How to Download a Webpage with Asyncio

December 19, 2022 Python Asyncio

You can download webpages asynchronously using asyncio in Python.

In this tutorial, you will discover how to download an HTML webpage using HTTP and HTTPS using asyncio.

Let's get started.

How to Download a Webpage with Asyncio

The asyncio module provides support for opening socket connections and reading and writing data via streams.

We can use this capability to download webpages.

This involves perhaps four steps, they are:

1. Open a connection
2. Write a request
3. Read a response
4. Close the connection

Let's take a closer look at each part in turn.

Open HTTP Connection

A connection can be opened in asyncio using the asyncio.open_connection() function.

Establish a network connection and return a pair of (reader, writer) objects.
-- Asyncio Streams

Among many arguments, the function takes the string hostname and integer port number

This is a coroutine that must be awaited and returns a StreamReader and a StreamWriter for reading and writing with the socket.

This can be used to open an HTTP connection on port 80.

For example:

...
# open a socket connection
reader, writer = await asyncio.open_connection('www.google.com', 80)
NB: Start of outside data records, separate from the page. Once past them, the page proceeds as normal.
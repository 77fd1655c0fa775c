//! JSON manifest model for argtree command trees.
//!
//! A manifest describes commands and their flags declaratively so a tree can
//! be built without writing Rust:
//!
//! ```json
//! {
//!   "schema-version": 1,
//!   "root": {
//!     "name": "app",
//!     "flags": [{ "name": "verbose", "short": "v", "kind": "bool" }],
//!     "commands": [
//!       {
//!         "name": "serve",
//!         "flags": [{ "name": "port", "short": "p", "kind": "uint", "default": 8080 }]
//!       }
//!     ]
//!   }
//! }
//! ```
//!
//! Defaults and allow-lists go through the same text conversion as argv
//! values, so `"default": 8080` and `"default": "8080"` are equivalent.

use std::sync::Arc;

use argtree::flag::{BigInt, Bool, Int, Number, Text, Uint};
use argtree::{
    ArrayFlag, BuildError, Command, FlagRegistry, RunFn, ScalarFlag, ValueError, ValueKind,
};
use serde::{Deserialize, Serialize};
use serde_json::Value;

/// Manifest schema understood by this crate.
pub const SCHEMA_VERSION: u32 = 1;

/// File name looked up when no manifest path is given.
pub const DEFAULT_MANIFEST_NAME: &str = "argtree.json";

#[derive(Debug, thiserror::Error)]
pub enum ManifestError {
    #[error("invalid manifest JSON: {0}")]
    Json(#[from] serde_json::Error),

    #[error("unsupported schema-version {found} (expected {expected})", expected = SCHEMA_VERSION)]
    UnsupportedSchema { found: u32 },

    #[error(transparent)]
    Build(#[from] BuildError),

    #[error("invalid default for flag --{flag} of {command:?}: {source}")]
    Default {
        command: String,
        flag: String,
        source: ValueError,
    },

    #[error("invalid allowed value for flag --{flag} of {command:?}: {source}")]
    Allowed {
        command: String,
        flag: String,
        source: ValueError,
    },
}

#[derive(Debug, Clone, Copy, PartialEq, Eq, Default, Serialize, Deserialize)]
#[serde(rename_all = "lowercase")]
pub enum FlagType {
    #[default]
    String,
    Number,
    Int,
    Uint,
    BigInt,
    Bool,
}

#[derive(Debug, Clone, PartialEq, Default, Serialize, Deserialize)]
#[serde(rename_all = "kebab-case")]
pub struct FlagSpec {
    pub name: String,
    #[serde(default, skip_serializing_if = "Option::is_none")]
    pub short: Option<char>,
    #[serde(default, skip_serializing_if = "String::is_empty")]
    pub usage: String,
    #[serde(default)]
    pub kind: FlagType,
    /// Collect every occurrence instead of keeping the last one.
    #[serde(default)]
    pub array: bool,
    /// Scalar for plain flags, JSON array for array flags.
    #[serde(default, skip_serializing_if = "Option::is_none")]
    pub default: Option<Value>,
    #[serde(default, skip_serializing_if = "Option::is_none")]
    pub allowed: Option<Vec<Value>>,
}

#[derive(Debug, Clone, PartialEq, Default, Serialize, Deserialize)]
#[serde(rename_all = "kebab-case")]
pub struct CommandSpec {
    pub name: String,
    #[serde(default, skip_serializing_if = "String::is_empty")]
    pub usage: String,
    #[serde(default, skip_serializing_if = "String::is_empty")]
    pub usage_long: String,
    #[serde(default, skip_serializing_if = "Vec::is_empty")]
    pub flags: Vec<FlagSpec>,
    #[serde(default, skip_serializing_if = "Vec::is_empty")]
    pub commands: Vec<CommandSpec>,
}

#[derive(Debug, Clone, PartialEq, Serialize, Deserialize)]
#[serde(rename_all = "kebab-case")]
pub struct Manifest {
    pub schema_version: u32,
    pub root: CommandSpec,
}

impl Manifest {
    pub fn from_json(text: &str) -> Result<Self, ManifestError> {
        let manifest: Manifest = serde_json::from_str(text)?;
        if manifest.schema_version != SCHEMA_VERSION {
            return Err(ManifestError::UnsupportedSchema {
                found: manifest.schema_version,
            });
        }
        Ok(manifest)
    }

    pub fn to_json_pretty(&self) -> Result<String, ManifestError> {
        Ok(serde_json::to_string_pretty(self)?)
    }
}

/// Build a live command tree from `spec`.
///
/// `executable` is asked once per command for the executable to bind; `None`
/// leaves the command without one.
pub fn build_tree<U, T, F>(
    spec: &CommandSpec,
    executable: &F,
) -> Result<Arc<Command<U, T>>, ManifestError>
where
    U: 'static,
    T: 'static,
    F: Fn(&CommandSpec) -> Option<RunFn<U, T>>,
{
    let installers = spec
        .flags
        .iter()
        .map(|flag| installer(&spec.name, flag))
        .collect::<Result<Vec<_>, _>>()?;
    let run = executable(spec);

    let command = Command::builder(spec.name.as_str())
        .usage(&spec.usage)
        .usage_long(&spec.usage_long)
        .prepare(move |flags| {
            for install in installers {
                install(flags)?;
            }
            Ok(run)
        })
        .build()?;

    for child in &spec.commands {
        command.add(build_tree(child, executable)?)?;
    }
    Ok(command)
}

type Installer = Box<dyn FnOnce(&mut FlagRegistry) -> Result<(), BuildError>>;

fn installer(command: &str, spec: &FlagSpec) -> Result<Installer, ManifestError> {
    match spec.kind {
        FlagType::String => typed::<Text>(command, spec),
        FlagType::Number => typed::<Number>(command, spec),
        FlagType::Int => typed::<Int>(command, spec),
        FlagType::Uint => typed::<Uint>(command, spec),
        FlagType::BigInt => typed::<BigInt>(command, spec),
        FlagType::Bool => typed::<Bool>(command, spec),
    }
}

fn typed<K: ValueKind>(command: &str, spec: &FlagSpec) -> Result<Installer, ManifestError> {
    let default_error = |source| ManifestError::Default {
        command: command.to_string(),
        flag: spec.name.clone(),
        source,
    };
    let allowed = spec
        .allowed
        .as_deref()
        .map(|values| values.iter().map(convert::<K>).collect::<Result<Vec<_>, _>>())
        .transpose()
        .map_err(|source| ManifestError::Allowed {
            command: command.to_string(),
            flag: spec.name.clone(),
            source,
        })?;

    if spec.array {
        let mut flag = ArrayFlag::<K>::new(spec.name.as_str()).usage(&spec.usage);
        if let Some(short) = spec.short {
            flag = flag.short(short);
        }
        if let Some(default) = &spec.default {
            let Value::Array(items) = default else {
                return Err(default_error(ValueError::Invalid(
                    "array flags take a JSON array as default".to_string(),
                )));
            };
            let values = items
                .iter()
                .map(convert::<K>)
                .collect::<Result<Vec<_>, _>>()
                .map_err(default_error)?;
            flag = flag.default(values);
        }
        if let Some(allowed) = allowed {
            flag = flag.allowed(allowed);
        }
        return Ok(Box::new(move |flags| flags.add(flag).map(drop)));
    }

    let mut flag = ScalarFlag::<K>::new(spec.name.as_str()).usage(&spec.usage);
    if let Some(short) = spec.short {
        flag = flag.short(short);
    }
    if let Some(default) = &spec.default {
        flag = flag.default(convert::<K>(default).map_err(default_error)?);
    }
    if let Some(allowed) = allowed {
        flag = flag.allowed(allowed);
    }
    Ok(Box::new(move |flags| flags.add(flag).map(drop)))
}

/// Feed a JSON scalar through the flag's text conversion.
fn convert<K: ValueKind>(value: &Value) -> Result<K::Value, ValueError> {
    let text = match value {
        Value::String(text) => text.clone(),
        Value::Number(number) => number.to_string(),
        Value::Bool(flag) => flag.to_string(),
        other => {
            return Err(ValueError::Invalid(format!(
                "{other} is not a string, number or boolean"
            )));
        }
    };
    K::convert(&text)
}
We can also open an SSL connection using the ssl=True argument. This can be used to open an HTTPS connection on port 443.

For example:

...
# open a socket connection
reader, writer = await asyncio.open_connection('www.google.com', 443)

Write HTTP Request

Once open, we can write a query to the StreamWriter to make an HTTP request.

For example, an HTTP version 1.1 request is in plain text. We can request the file path '/', which may look as follows:

GET / HTTP/1.1
Host: www.google.com

Importantly, there must be a carriage return and a line feed (\r\n) at the end of each line, and an empty line at the end.

As Python strings this may look as follows:

'GET / HTTP/1.1\r\n'
'Host: www.google.com\r\n'
'\r\n'

You can learn more about HTTP v1.1 request messages here:

HTTP/1.1 request messages

This string must be encoded as bytes before being written to the StreamWriter.

Represents a writer object that provides APIs to write data to the IO stream.
-- Asyncio Streams

This can be achieved using the encode() method on the string itself.

The default 'utf-8' encoding may be sufficient.

For example:

...
# encode string as bytes
byte_data = string.encode()

You can see a listing of encodings here:

Python Standard Encodings

The bytes can then be written to the socket via the StreamWriter via the write() method.

For example:

...
# write query to socket
writer.write(byte_data)

After writing the request, it is a good idea to wait for the byte data to be sent and for the socket to be ready.

This can be achieved by the drain() method.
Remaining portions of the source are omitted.